The commission has called on the UN to propose the decriminalisation of minor drug felonies such as use, possession and sale of small quantities, as well as phasing out any sort of military force against drug networks – all this does, say the commission, is make them arm themselves to fight back, fuelling violence.

In perhaps the most damning indictment of the results, the commission have stated that the war on drugs has fundamentally failed, and that prohibitionist policies have made the world a worse place – especially in terms of racial bias of arrest and sentencing.

“In the USA in 2014, African American men were more than five times more likely than white people to be incarcerated for drug offences in their lifetime, although there is no significant difference in rates of drug use among these populations. The impact of this bias on communities of people of colour is inter-generational and socially and economically devastating.”

It also highlights the countries that have already moved down the road of decriminalisation, and how that has worked in their favour.
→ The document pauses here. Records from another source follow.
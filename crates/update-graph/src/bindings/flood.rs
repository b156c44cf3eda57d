//! Flood inundation: the WMS overlay threshold and the info panel summary.

use std::collections::BTreeMap;

use async_trait::async_trait;
use data_adapters::RequestParams;
use tracing::debug;

use super::{controls, drawn, expect_series, outputs};
use crate::binding::{Binding, BindingContext, BindingError, BindingOutcome, FirePolicy};
use crate::control::ControlId;
use crate::view::{OutputTarget, OutputValue};

/// Pushes the inundation slider value into the flood layer's parameters.
///
/// The layer keeps its initial parameters until the slider is really moved.
pub struct FloodOverlay {
    inputs: [ControlId; 1],
    output: OutputTarget,
}

impl FloodOverlay {
    pub fn new() -> Self {
        Self {
            inputs: [controls::THRESHOLD.into()],
            output: outputs::FLOOD_PARAMS.into(),
        }
    }
}

impl Default for FloodOverlay {
    fn default() -> Self {
        Self::new()
    }
}

#[async_trait]
impl Binding for FloodOverlay {
    fn name(&self) -> &str {
        "flood_overlay"
    }

    fn inputs(&self) -> &[ControlId] {
        &self.inputs
    }

    fn output(&self) -> &OutputTarget {
        &self.output
    }

    fn policy(&self) -> FirePolicy {
        FirePolicy::FiresOnlyOnChange
    }

    async fn compute(&self, ctx: &BindingContext<'_>) -> Result<BindingOutcome, BindingError> {
        if !ctx.triggered_by_user() {
            return Ok(BindingOutcome::NoUpdate);
        }
        let threshold = ctx.number(&self.inputs[0])?;
        Ok(BindingOutcome::Update(OutputValue::LayerParams(BTreeMap::from([(
            "threshold".to_string(),
            serde_json::json!(threshold),
        )]))))
    }
}

/// Square metres per hectare.
const M2_PER_HA: f64 = 10_000.0;
/// Cubic metres per megalitre.
const M3_PER_ML: f64 = 1_000.0;

/// Inundated area and volume under the last drawn feature.
///
/// The flood product answers one row whose first data column is the
/// volume (m³) and second the area (m²), whatever the headers are called.
pub struct FloodInfo {
    inputs: [ControlId; 2],
    output: OutputTarget,
    product: String,
}

impl FloodInfo {
    pub fn new() -> Self {
        Self {
            inputs: [controls::DRAWN.into(), controls::THRESHOLD.into()],
            output: outputs::INFO.into(),
            product: "flood".to_string(),
        }
    }
}

impl Default for FloodInfo {
    fn default() -> Self {
        Self::new()
    }
}

#[async_trait]
impl Binding for FloodInfo {
    fn name(&self) -> &str {
        "flood_info"
    }

    fn inputs(&self) -> &[ControlId] {
        &self.inputs
    }

    fn output(&self) -> &OutputTarget {
        &self.output
    }

    async fn compute(&self, ctx: &BindingContext<'_>) -> Result<BindingOutcome, BindingError> {
        let collection = drawn(ctx, &self.inputs[0]);
        let Some(feature) = collection.last_feature() else {
            return Ok(BindingOutcome::Update(OutputValue::Text(String::new())));
        };
        let threshold = ctx.number(&self.inputs[1])?;

        let payload = ctx
            .services
            .adapter
            .fetch(&self.product, &RequestParams::with_threshold(threshold), feature)
            .await?;
        let series = expect_series(&self.product, payload)?;

        let (Some(volume), Some(area)) = (series.value_at(0, 0), series.value_at(0, 1)) else {
            return Err(BindingError::EmptyResult(format!(
                "no volume and area in the first row of {}",
                self.product
            )));
        };
        let (area, volume) = (area / M2_PER_HA, volume / M3_PER_ML);

        debug!(threshold, area, volume, "Flood summary");
        Ok(BindingOutcome::Update(OutputValue::Text(format!(
            "Area: {:.2} ha | Volume: {:.2} ML",
            area, volume
        ))))
    }
}
//! Startup: configuration plus reference loading from disk.

use std::fs;
use std::time::Duration;

use dashboard::config::DashboardConfig;
use dashboard::layout::Variant;
use dashboard::state::AppState;
use update_graph::ControlKind;

const CATCHMENTS: &str = r#"{"type":"FeatureCollection","features":[
    {"type":"Feature","properties":{"code":"namoi","name":"Namoi"},
     "geometry":{"type":"Polygon","coordinates":[[[146.0,-31.0],[147.0,-31.0],[147.0,-30.0],[146.0,-30.0],[146.0,-31.0]]]}}
]}"#;

fn config_dir(reference_yaml: &str) -> tempfile::TempDir {
    let dir = tempfile::tempdir().unwrap();
    fs::write(dir.path().join("grace.csv"), "date,rtzsm\n2002-04-01,40.5\n2003-04-01,38.2\n").unwrap();
    fs::write(dir.path().join("catchments.geojson"), CATCHMENTS).unwrap();
    let yaml = reference_yaml.replace("$DIR", dir.path().to_str().unwrap());
    fs::write(dir.path().join("reference.yaml"), yaml).unwrap();
    dir
}

async fn start(dir: &tempfile::TempDir, variant: Variant) -> anyhow::Result<AppState> {
    let config = DashboardConfig::load_from_dir(dir.path().to_str().unwrap(), "http://127.0.0.1:9")?;
    AppState::new(config, variant, "http://127.0.0.1:9", Duration::from_secs(1)).await
}

#[tokio::test]
async fn test_drought_variant_loads_series() {
    let dir = config_dir("drought: $DIR/grace.csv\n");
    let state = start(&dir, Variant::Drought).await.unwrap();

    assert!(state.missing_datasets().is_empty());
    let ControlKind::Dropdown { options, .. } = &state.layout.controls[0].kind else {
        panic!("expected the year dropdown");
    };
    assert_eq!(options.len(), 2);
}

#[tokio::test]
async fn test_water_usage_indexes_catchments() {
    let dir = config_dir("catchments:\n  source: $DIR/catchments.geojson\n  id_property: code\n");
    let state = start(&dir, Variant::WaterUsage).await.unwrap();

    let catchments = state.reference.catchments.as_ref().unwrap();
    let area = catchments.area_of("namoi").unwrap();
    // One degree cell near 30.5°S is roughly 1.07e10 m².
    assert!((area - 1.07e10).abs() / 1.07e10 < 0.02, "area {}", area);
    assert!(state.layout.map.geojson.is_some());
}

#[tokio::test]
async fn test_missing_dataset_is_fatal() {
    let dir = config_dir("drought: $DIR/missing.csv\n");
    let err = start(&dir, Variant::Drought).await.err().unwrap();
    assert!(format!("{:#}", err).contains("missing.csv"));

    let dir = config_dir("{}\n");
    assert!(start(&dir, Variant::WaterUsage).await.is_err());
}

#[tokio::test]
async fn test_forest_variant_needs_no_reference() {
    let dir = config_dir("{}\n");
    let state = start(&dir, Variant::Forest).await.unwrap();
    assert!(state.reference.catchments.is_none());
    assert!(state.reference.drought.is_none());
}
//! reqwest-backed adapter for the WPS/WCS endpoints.

use std::time::{Duration, Instant};

use async_trait::async_trait;
use bytes::Bytes;
use dash_common::Feature;
use metrics::{counter, histogram};
use reqwest::{header, Client};
use tracing::{debug, instrument, warn};

use crate::adapter::{DataAdapter, RequestBody, RequestParams};
use crate::arrays::{parse_delimited, parse_npy};
use crate::error::AdapterError;
use crate::product::{ProductCatalog, ProductConfig, ResponseFormat};
use crate::series::Payload;
use crate::tabular::parse_csv;
use crate::transform;

const JSON_CONTENT_TYPE: &str = "application/json; charset=utf-8";

/// Longest error body echoed back in an [`AdapterError::Status`].
const MAX_ERROR_BODY: usize = 512;

/// Adapter that POSTs to the endpoint configured per product.
pub struct HttpAdapter {
    client: Client,
    catalog: ProductCatalog,
}

impl HttpAdapter {
    /// Create an adapter with its own HTTP client.
    pub fn new(catalog: ProductCatalog, request_timeout: Duration) -> Result<Self, AdapterError> {
        let client = build_client(request_timeout)?;
        Ok(Self { client, catalog })
    }

    /// Create an adapter sharing an existing client.
    pub fn with_client(client: Client, catalog: ProductCatalog) -> Self {
        Self { client, catalog }
    }

    pub fn catalog(&self) -> &ProductCatalog {
        &self.catalog
    }

    async fn post(&self, config: &ProductConfig, body: &RequestBody<'_>) -> Result<Bytes, AdapterError> {
        let json = serde_json::to_vec(body)
            .map_err(|e| AdapterError::Config(format!("unserializable request: {}", e)))?;

        let response = self
            .client
            .post(&config.endpoint)
            .header(header::CONTENT_TYPE, JSON_CONTENT_TYPE)
            .body(json)
            .send()
            .await
            .map_err(|e| transport_error(&config.endpoint, e))?;

        read_success(&config.endpoint, response).await
    }
}

/// Build the HTTP client used for remote services.
pub fn build_client(request_timeout: Duration) -> Result<Client, AdapterError> {
    Client::builder()
        .timeout(request_timeout)
        .connect_timeout(Duration::from_secs(10))
        .build()
        .map_err(|e| AdapterError::Config(format!("failed to create HTTP client: {}", e)))
}

/// GET a resource, failing on any non-2xx status.
pub async fn get_bytes(client: &Client, url: &str) -> Result<Bytes, AdapterError> {
    let response = client
        .get(url)
        .send()
        .await
        .map_err(|e| transport_error(url, e))?;
    read_success(url, response).await
}

fn transport_error(url: &str, err: reqwest::Error) -> AdapterError {
    AdapterError::Transport {
        url: url.to_string(),
        message: err.to_string(),
    }
}

async fn read_success(url: &str, response: reqwest::Response) -> Result<Bytes, AdapterError> {
    let status = response.status();
    if !status.is_success() {
        let mut body = response.text().await.unwrap_or_default();
        if body.len() > MAX_ERROR_BODY {
            let mut cut = MAX_ERROR_BODY;
            while !body.is_char_boundary(cut) {
                cut -= 1;
            }
            body.truncate(cut);
        }
        warn!(url = %url, status = status.as_u16(), "Remote service returned an error");
        return Err(AdapterError::Status {
            url: url.to_string(),
            status: status.as_u16(),
            body,
        });
    }

    response.bytes().await.map_err(|e| transport_error(url, e))
}

/// Parse and reshape a response body according to its product config.
pub fn decode(config: &ProductConfig, body: &[u8]) -> Result<Payload, AdapterError> {
    match config.format {
        ResponseFormat::Csv => {
            let series = parse_csv(body)?;
            Ok(Payload::TimeSeries(transform::apply(series, &config.transform)?))
        }
        ResponseFormat::Npy => {
            let grid = parse_npy(body)?;
            Ok(Payload::Grid(transform::apply_grid(grid, &config.transform)))
        }
        ResponseFormat::Delimited => {
            let values = parse_delimited(body)?;
            Ok(Payload::Profile(transform::apply_profile(values, &config.transform)))
        }
    }
}

#[async_trait]
impl DataAdapter for HttpAdapter {
    #[instrument(skip(self, params, feature), fields(product = %product))]
    async fn fetch(
        &self,
        product: &str,
        params: &RequestParams,
        feature: &Feature,
    ) -> Result<Payload, AdapterError> {
        let config = self.catalog.get(product)?;
        let body = RequestBody::new(&config.product, params, feature);

        let started = Instant::now();
        let result = self.post(config, &body).await;
        let elapsed_ms = started.elapsed().as_secs_f64() * 1000.0;
        histogram!("dash_adapter_fetch_ms", "product" => product.to_string()).record(elapsed_ms);

        let bytes = match result {
            Ok(bytes) => bytes,
            Err(e) => {
                counter!("dash_adapter_errors_total", "product" => product.to_string()).increment(1);
                return Err(e);
            }
        };

        debug!(bytes = bytes.len(), elapsed_ms, "Fetched product");
        decode(config, &bytes)
    }
}
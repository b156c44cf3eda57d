//! Static reference datasets loaded once at startup.
//!
//! Catchment/project boundaries come as a GeoJSON FeatureCollection and are
//! augmented with an `AlbersArea` property (m², EPSG:3577). The drought index
//! series and the sample elevation surface come as CSV. Everything here is
//! immutable after loading; failures are meant to abort startup.

use std::fmt;
use std::path::PathBuf;

use csv::ReaderBuilder;
use dash_common::{Feature, FeatureCollection};
use projection::{geometry_area, AlbersEqualArea};
use reqwest::Client;
use serde::{Deserialize, Serialize};
use tracing::info;

use crate::error::AdapterError;
use crate::http::get_bytes;
use crate::series::{Grid, TimeSeries};
use crate::tabular::parse_csv;

/// Property holding the equal-area size of each reference feature.
pub const AREA_PROPERTY: &str = "AlbersArea";

/// Where a static dataset lives.
#[derive(Debug, Clone, PartialEq, Serialize, Deserialize)]
#[serde(from = "String", into = "String")]
pub enum Source {
    Url(String),
    Path(PathBuf),
}

impl From<String> for Source {
    fn from(s: String) -> Self {
        if s.starts_with("http://") || s.starts_with("https://") {
            Source::Url(s)
        } else {
            Source::Path(PathBuf::from(s))
        }
    }
}

impl From<Source> for String {
    fn from(source: Source) -> Self {
        source.to_string()
    }
}

impl fmt::Display for Source {
    fn fmt(&self, f: &mut fmt::Formatter<'_>) -> fmt::Result {
        match self {
            Source::Url(url) => f.write_str(url),
            Source::Path(path) => write!(f, "{}", path.display()),
        }
    }
}

/// Catchment boundaries indexed by identifier.
#[derive(Debug, Clone)]
pub struct CatchmentIndex {
    collection: FeatureCollection,
    id_property: Option<String>,
}

impl CatchmentIndex {
    /// Index a collection, computing the equal-area size of every feature.
    pub fn new(
        mut collection: FeatureCollection,
        id_property: Option<String>,
        proj: &AlbersEqualArea,
    ) -> Self {
        for feature in &mut collection.features {
            let area = feature
                .geometry
                .as_ref()
                .map(|g| geometry_area(proj, g))
                .unwrap_or(0.0);
            feature
                .properties
                .insert(AREA_PROPERTY.to_string(), serde_json::json!(area));
        }
        Self {
            collection,
            id_property,
        }
    }

    pub fn collection(&self) -> &FeatureCollection {
        &self.collection
    }

    /// Property holding the identifier, when features are not keyed by `id`.
    pub fn id_property(&self) -> Option<&str> {
        self.id_property.as_deref()
    }

    pub fn len(&self) -> usize {
        self.collection.len()
    }

    pub fn is_empty(&self) -> bool {
        self.collection.is_empty()
    }

    /// Feature by identifier.
    pub fn get(&self, id: &str) -> Option<&Feature> {
        self.collection.find_by_id(id, self.id_property.as_deref())
    }

    /// Equal-area size (m²) of a feature.
    pub fn area_of(&self, id: &str) -> Option<f64> {
        self.get(id)?.number_property(AREA_PROPERTY)
    }

    /// (identifier, label) pairs; label is the `name` property when present.
    pub fn options(&self) -> Vec<(String, String)> {
        self.collection
            .features
            .iter()
            .filter_map(|f| {
                let id = f.identifier(self.id_property.as_deref())?;
                let label = f
                    .properties
                    .get("name")
                    .and_then(serde_json::Value::as_str)
                    .map(str::to_string)
                    .unwrap_or_else(|| id.clone());
                Some((id, label))
            })
            .collect()
    }
}

/// Everything loaded at startup; shared read-only afterwards.
#[derive(Debug, Clone, Default)]
pub struct ReferenceData {
    pub catchments: Option<CatchmentIndex>,
    pub drought: Option<TimeSeries>,
    pub sample_surface: Option<Grid>,
}

/// Loads static datasets from disk or over HTTP.
pub struct ReferenceLoader {
    client: Client,
    proj: AlbersEqualArea,
}

impl ReferenceLoader {
    pub fn new(client: Client) -> Self {
        Self {
            client,
            proj: AlbersEqualArea::australian_albers(),
        }
    }

    async fn read(&self, source: &Source) -> Result<Vec<u8>, AdapterError> {
        match source {
            Source::Url(url) => Ok(get_bytes(&self.client, url).await?.to_vec()),
            Source::Path(path) => tokio::fs::read(path).await.map_err(|e| AdapterError::Io {
                path: path.display().to_string(),
                message: e.to_string(),
            }),
        }
    }

    /// Load and index a boundary FeatureCollection.
    pub async fn load_catchments(
        &self,
        source: &Source,
        id_property: Option<String>,
    ) -> Result<CatchmentIndex, AdapterError> {
        let bytes = self.read(source).await?;
        let collection: FeatureCollection = serde_json::from_slice(&bytes)
            .map_err(|e| AdapterError::parse("geojson", e.to_string()))?;

        let index = CatchmentIndex::new(collection, id_property, &self.proj);
        info!(source = %source, features = index.len(), "Loaded catchment boundaries");
        Ok(index)
    }

    /// Load a date-indexed CSV series.
    pub async fn load_series(&self, source: &Source) -> Result<TimeSeries, AdapterError> {
        let bytes = self.read(source).await?;
        let series = parse_csv(&bytes)?;
        if series.is_empty() {
            return Err(AdapterError::EmptyResponse(source.to_string()));
        }
        info!(source = %source, rows = series.len(), "Loaded series");
        Ok(series)
    }

    /// Load a numeric matrix CSV (header row and index column are dropped).
    pub async fn load_matrix(&self, source: &Source) -> Result<Grid, AdapterError> {
        let bytes = self.read(source).await?;
        let grid = parse_matrix_csv(&bytes)?;
        info!(source = %source, rows = grid.rows, cols = grid.cols, "Loaded matrix");
        Ok(grid)
    }
}

/// Parse a matrix CSV such as
///
/// ```text
/// ,0,1,2
/// 0,27.8,49.6,83.0
/// 1,27.7,48.5,65.2
/// ```
pub fn parse_matrix_csv(body: &[u8]) -> Result<Grid, AdapterError> {
    let mut reader = ReaderBuilder::new()
        .has_headers(true)
        .trim(csv::Trim::All)
        .from_reader(body);

    let mut values = Vec::new();
    let mut rows = 0;
    let mut cols = None;

    for record in reader.records() {
        let record = record?;
        let row: Vec<Option<f64>> = record
            .iter()
            .skip(1)
            .map(|cell| {
                if cell.is_empty() {
                    return Ok(None);
                }
                cell.parse::<f64>()
                    .map(Some)
                    .map_err(|_| AdapterError::parse("csv", format!("invalid number '{}'", cell)))
            })
            .collect::<Result<_, _>>()?;

        match cols {
            None => cols = Some(row.len()),
            Some(n) if n != row.len() => {
                return Err(AdapterError::parse("csv", "matrix rows differ in length"))
            }
            Some(_) => {}
        }
        values.extend(row);
        rows += 1;
    }

    Ok(Grid {
        rows,
        cols: cols.unwrap_or(0),
        values,
    })
}

#[cfg(test)]
mod tests {
    use super::*;

    #[test]
    fn test_source_from_string() {
        assert_eq!(
            Source::from("https://example.org/c.geojson".to_string()),
            Source::Url("https://example.org/c.geojson".to_string())
        );
        assert_eq!(
            Source::from("data/c.geojson".to_string()),
            Source::Path(PathBuf::from("data/c.geojson"))
        );
    }

    #[test]
    fn test_parse_matrix_csv() {
        let grid = parse_matrix_csv(b",0,1,2\n0,27.8,49.6,83.0\n1,27.7,,65.2\n").unwrap();
        assert_eq!((grid.rows, grid.cols), (2, 3));
        assert_eq!(grid.get(1, 1), None);
        assert_eq!(grid.get(1, 2), Some(65.2));
    }

    #[test]
    fn test_parse_matrix_rejects_ragged() {
        // csv itself rejects unequal record lengths
        assert!(parse_matrix_csv(b",0,1\n0,1,2\n1,3\n").is_err());
    }
}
Portugal and the Czech Republic made this move earlier in the decade, and have seen significant financial benefits, less arrests, alongside no significant increase in drug use.

It allowed the Portuguese government to control an HIV epidemic which was based arounf unsafe needle use, and stopped one from happening at all in the Czech Republic, demonstrating the visible public health benefits linked to decriminalisation.

Against the advice and grain of the medical experts, it seems like a very odd time to be introducing the Psychoactive Substances Bill in the UK, especially with a UN special conference on drug use just around the corner.

For now though, the gay community can celebrate a minor victory in that the law has been changed from one which actively discriminated against their community, to one which is slightly suspect in that it seems to be , in the words of Nutt, nothing more than “a veiled attack on pleasure.”